Imagine you are nine months pregnant and ready to give birth. You feel your contractions start. You are excited and afraid, but mostly you are in pain and praying that everything will go well.
Now imagine that it will take more than four hours to reach the nearest health facility where you can get an assisted delivery. Imagine a journey mostly on foot over mountainous terrain.
This is the reality for many women in Lesotho. Mantebaleng Ntelekoa, a young mother from a rural area in the mountains, remembers: “For all of my three deliveries, I walked two hours to the main road and then continued by minibus to the hospital.
“I usually started walking when my contractions started and it took a long time, because I had to sit down every time I had a contraction. One of my children was born premature at seven months, so I am glad I made it to the hospital.”
Not everyone is as lucky as Mantebaleng. High HIV prevalence and poor access to maternity services have led Lesotho to one of the highest maternal mortality rates in the world, at 620 deaths per 100,000 live births. That’s about twice the global average.
More than 50 per cent of those deaths are attributed to HIV-related complications. The government of Lesotho wants to reduce maternal deaths to 300 per 100,000 live births by 2015. Yet the health situation for many expectant mothers in the small mountain kingdom remains uncertain.
Mortality rates in rural and isolated areas are particularly high. Women may have to travel long distances to the nearest health centre, and face a lack of transport, terrain that is impassable in the winter, as well as user fees at major hospitals.
This keeps many women from accessing antenatal care, lifesaving HIV treatments, and services for the prevention of mother-to-child transmission of HIV.
The Médecins Sans Frontières (MSF) team in Lesotho is supporting rural health facilities to ensure that more women have access to antenatal services and safe deliveries. A doctor, a midwife and several nurses are working in 10 health facilities across the districts of Roma and Semonkong.

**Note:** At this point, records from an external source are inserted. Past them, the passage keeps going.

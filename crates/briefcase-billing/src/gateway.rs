use async_trait::async_trait;
use serde::{Deserialize, Serialize};
use std::sync::Arc;

use crate::error::{BillingError, Result};
use crate::stripe::{CheckoutSession, CheckoutSessionParams, Subscription};

/// Hosted payment API used by the gateway
#[async_trait]
pub trait PaymentProcessor: Send + Sync {
    async fn create_checkout_session(&self, params: CheckoutSessionParams) -> Result<CheckoutSession>;

    async fn retrieve_checkout_session(&self, session_id: &str) -> Result<CheckoutSession>;

    async fn cancel_subscription(&self, subscription_id: &str) -> Result<Subscription>;
}

#[derive(Debug, Clone, Serialize, Deserialize)]
pub struct CheckoutConfig {
    pub price_id: String,
    /// `{CHECKOUT_SESSION_ID}` is substituted by the processor
    pub success_url: String,
    pub cancel_url: String,
}

/// Subscription status as reported by the processor
#[derive(Debug, Clone, PartialEq, Eq, Serialize, Deserialize)]
#[serde(rename_all = "camelCase")]
pub struct SubscriptionStatus {
    pub is_subscribed: bool,
    pub session_id: Option<String>,
    #[serde(skip_serializing_if = "Option::is_none")]
    pub subscription_id: Option<String>,
}

impl SubscriptionStatus {
    pub fn unsubscribed() -> Self {
        Self {
            is_subscribed: false,
            session_id: None,
            subscription_id: None,
        }
    }
}

/// Relays checkout, verify and cancel calls to the processor.
///
/// Holds no state of its own; the processor's record is authoritative.
#[derive(Clone)]
pub struct BillingGateway {
    processor: Arc<dyn PaymentProcessor>,
    config: CheckoutConfig,
}

impl BillingGateway {
    pub fn new(processor: Arc<dyn PaymentProcessor>, config: CheckoutConfig) -> Self {
        Self { processor, config }
    }

    pub async fn create_checkout(&self, user_id: &str, email: Option<String>) -> Result<CheckoutSession> {
        let session = self
            .processor
            .create_checkout_session(CheckoutSessionParams {
                price_id: self.config.price_id.clone(),
                success_url: self.config.success_url.clone(),
                cancel_url: self.config.cancel_url.clone(),
                client_reference_id: user_id.to_string(),
                customer_email: email,
            })
            .await?;

        tracing::info!(session_id = %session.id, user_id, "Checkout session created");
        Ok(session)
    }

    pub async fn verify(&self, session_id: &str) -> Result<SubscriptionStatus> {
        validate_session_id(session_id)?;
        let session = self.processor.retrieve_checkout_session(session_id).await?;
        Ok(status_of(session))
    }

    /// Verify a session on behalf of `user_id`, who must have started it.
    pub async fn verify_for(&self, session_id: &str, user_id: &str) -> Result<SubscriptionStatus> {
        let session = self.owned_session(session_id, user_id).await?;
        Ok(status_of(session))
    }

    /// Cancel the subscription bought through `session_id`.
    ///
    /// The session must have been created for `user_id`; a bare session id
    /// is not proof of ownership.
    pub async fn cancel(&self, session_id: &str, user_id: &str) -> Result<Subscription> {
        let session = self.owned_session(session_id, user_id).await?;

        let subscription_id = session
            .subscription
            .ok_or_else(|| BillingError::NoSubscription(session_id.to_string()))?;

        let subscription = self.processor.cancel_subscription(&subscription_id).await?;
        tracing::info!(subscription_id = %subscription.id, status = %subscription.status, "Subscription canceled");
        Ok(subscription)
    }

    async fn owned_session(&self, session_id: &str, user_id: &str) -> Result<CheckoutSession> {
        validate_session_id(session_id)?;
        let session = self.processor.retrieve_checkout_session(session_id).await?;

        if session.client_reference_id.as_deref() != Some(user_id) {
            tracing::warn!(session_id, user_id, "Rejected access to foreign session");
            return Err(BillingError::SessionOwnership(session_id.to_string()));
        }
        Ok(session)
    }
}

fn status_of(session: CheckoutSession) -> SubscriptionStatus {
    SubscriptionStatus {
        is_subscribed: session.is_paid(),
        session_id: Some(session.id),
        subscription_id: session.subscription,
    }
}

fn validate_session_id(session_id: &str) -> Result<()> {
    let valid = !session_id.is_empty()
        && session_id
            .chars()
            .all(|c| c.is_ascii_alphanumeric() || c == '_');
    if valid {
        Ok(())
    } else {
        Err(BillingError::InvalidSessionId(session_id.to_string()))
    }
}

At St. Leonard clinic in Semonkong, there is a small maternity ward and a mothers’ waiting lodge. Expectant mothers come to the lodge close to their due date, ensuring that they will be able to deliver their babies with the assistance of a trained midwife. New mothers can stay after giving birth until they are ready to return home with their newborns.
“I sleep in the waiting lodge with the mothers when I am in Semonkong, and the atmosphere is quite amazing,” said MSF midwife Marleen Dermaut. “There is a lot of chatting and giggling. The women feel safe and enjoy each others’ company.

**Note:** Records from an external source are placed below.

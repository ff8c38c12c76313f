use serde::{Deserialize, Serialize};
use std::fmt;

use crate::error::{BillingError, Result};

/// Per-user subscription lifecycle.
///
/// ```text
/// Unsubscribed --begin_checkout--> PendingCheckout --confirm--> Subscribed --cancel--> Unsubscribed
/// ```
#[derive(Debug, Clone, PartialEq, Eq, Default, Serialize, Deserialize)]
#[serde(tag = "state", rename_all = "camelCase", rename_all_fields = "camelCase")]
pub enum SubscriptionState {
    #[default]
    Unsubscribed,
    PendingCheckout {
        session_id: String,
    },
    Subscribed {
        session_id: String,
    },
}

impl SubscriptionState {
    pub fn is_subscribed(&self) -> bool {
        matches!(self, Self::Subscribed { .. })
    }

    pub fn session_id(&self) -> Option<&str> {
        match self {
            Self::Unsubscribed => None,
            Self::PendingCheckout { session_id } | Self::Subscribed { session_id } => Some(session_id),
        }
    }

    /// A new checkout replaces an abandoned pending one
    pub fn begin_checkout(&self, session_id: impl Into<String>) -> Result<Self> {
        match self {
            Self::Unsubscribed | Self::PendingCheckout { .. } => Ok(Self::PendingCheckout {
                session_id: session_id.into(),
            }),
            Self::Subscribed { .. } => Err(self.invalid("begin checkout")),
        }
    }

    pub fn confirm(&self, session_id: &str) -> Result<Self> {
        match self {
            Self::PendingCheckout { session_id: pending } if pending == session_id => {
                Ok(Self::Subscribed {
                    session_id: session_id.to_string(),
                })
            }
            Self::Subscribed { session_id: current } if current == session_id => Ok(self.clone()),
            _ => Err(self.invalid("confirm payment")),
        }
    }

    pub fn cancel(&self) -> Result<Self> {
        match self {
            Self::Subscribed { .. } => Ok(Self::Unsubscribed),
            _ => Err(self.invalid("cancel")),
        }
    }

    fn invalid(&self, action: &'static str) -> BillingError {
        BillingError::InvalidTransition {
            state: self.to_string(),
            action,
        }
    }
}

impl fmt::Display for SubscriptionState {
    fn fmt(&self, f: &mut fmt::Formatter<'_>) -> fmt::Result {
        match self {
            Self::Unsubscribed => f.write_str("unsubscribed"),
            Self::PendingCheckout { .. } => f.write_str("checkout pending"),
            Self::Subscribed { .. } => f.write_str("subscribed"),
        }
    }
}

#[cfg(test)]
mod tests {
    use super::*;

    #[test]
    fn test_happy_path() {
        let state = SubscriptionState::default()
            .begin_checkout("cs_1")
            .unwrap();
        assert!(!state.is_subscribed());
        assert_eq!(state.session_id(), Some("cs_1"));

        let state = state.confirm("cs_1").unwrap();
        assert!(state.is_subscribed());

        let state = state.cancel().unwrap();
        assert_eq!(state, SubscriptionState::Unsubscribed);
    }

    #[test]
    fn test_confirm_requires_matching_session() {
        let state = SubscriptionState::default().begin_checkout("cs_1").unwrap();
        assert!(matches!(
            state.confirm("cs_other"),
            Err(BillingError::InvalidTransition { .. })
        ));
        assert!(SubscriptionState::Unsubscribed.confirm("cs_1").is_err());
    }

    #[test]
    fn test_cannot_cancel_unless_subscribed() {
        assert!(SubscriptionState::Unsubscribed.cancel().is_err());
        let pending = SubscriptionState::default().begin_checkout("cs_1").unwrap();
        assert!(pending.cancel().is_err());
    }

    #[test]
    fn test_restart_abandoned_checkout() {
        let state = SubscriptionState::default()
            .begin_checkout("cs_1")
            .unwrap()
            .begin_checkout("cs_2")
            .unwrap();
        assert_eq!(state.session_id(), Some("cs_2"));

        let subscribed = state.confirm("cs_2").unwrap();
        assert!(subscribed.begin_checkout("cs_3").is_err());
    }
}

“After all, they are all in the same position, experiencing the wonder of new life. They are away from their duties for a couple of days, and are able to just focus on themselves and their new babies.”

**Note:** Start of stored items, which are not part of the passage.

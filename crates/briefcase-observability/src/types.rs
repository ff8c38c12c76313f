use chrono::{DateTime, Utc};
use serde::{Deserialize, Serialize};
use std::collections::HashMap;

pub use briefcase_llm::TokenUsage;

/// Start of a traced request (one chat turn, one title generation, ...)
#[derive(Debug, Clone, Serialize, Deserialize)]
pub struct TraceContext {
    pub trace_id: String,
    pub name: String,
    pub user_id: Option<String>,
    pub input: serde_json::Value,
    pub metadata: HashMap<String, serde_json::Value>,
    pub started_at: DateTime<Utc>,
}

impl TraceContext {
    /// New trace with a fresh random id
    pub fn new(name: impl Into<String>, input: serde_json::Value) -> Self {
        Self {
            trace_id: uuid::Uuid::new_v4().to_string(),
            name: name.into(),
            user_id: None,
            input,
            metadata: HashMap::new(),
            started_at: Utc::now(),
        }
    }

    pub fn with_user(mut self, user_id: Option<String>) -> Self {
        self.user_id = user_id;
        self
    }

    pub fn with_metadata(mut self, key: impl Into<String>, value: serde_json::Value) -> Self {
        self.metadata.insert(key.into(), value);
        self
    }
}

/// One model call inside a trace
#[derive(Debug, Clone, Serialize, Deserialize)]
pub struct GenerationObservation {
    pub trace_id: String,
    pub name: String,
    pub model: String,
    /// Messages sent to the model, already in provider JSON form
    pub input: serde_json::Value,
    pub output: Option<String>,
    pub started_at: DateTime<Utc>,
    pub ended_at: DateTime<Utc>,
    pub usage: Option<TokenUsage>,
    /// Set when the call failed; recorded with ERROR level
    pub error: Option<String>,
}

/// User feedback attached to an earlier trace
#[derive(Debug, Clone, Serialize, Deserialize)]
pub struct Feedback {
    pub trace_id: String,
    pub score: f64,
    pub comment: Option<String>,
    pub user_id: Option<String>,
}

There are around six women at the facility at any time. Since last year, the number of assisted deliveries at St. Leonard almost tripled from seven to 20 deliveries per month. This is likely due to a combination of increased health promotion by centre staff and MSF’s donation of an ambulance.
“The ambulance takes women to the hospital in case of emergencies during labour or after delivery. The hospital is still a two-hour drive away from St. Leonard. It already happened that a baby was born in the ambulance,” said Dermaut.
A team of MSF health promoters regularly goes to communities to test people for HIV and TB, and to improve health education in remote areas. In places with high rates of HIV and TB, testing is crucial so people understand how to spot the diseases, test for them and be able to start treatment right away if necessary.
To reach as many people as possible and to directly involve people living in these areas, MSF trains community health workers to test for HIV and refer people to health facilities if needed.
“The motivation of many people we work with, be it nurses or community counsellors, and the willingness to make changes definitely makes my work here even more rewarding,” said Dermaut.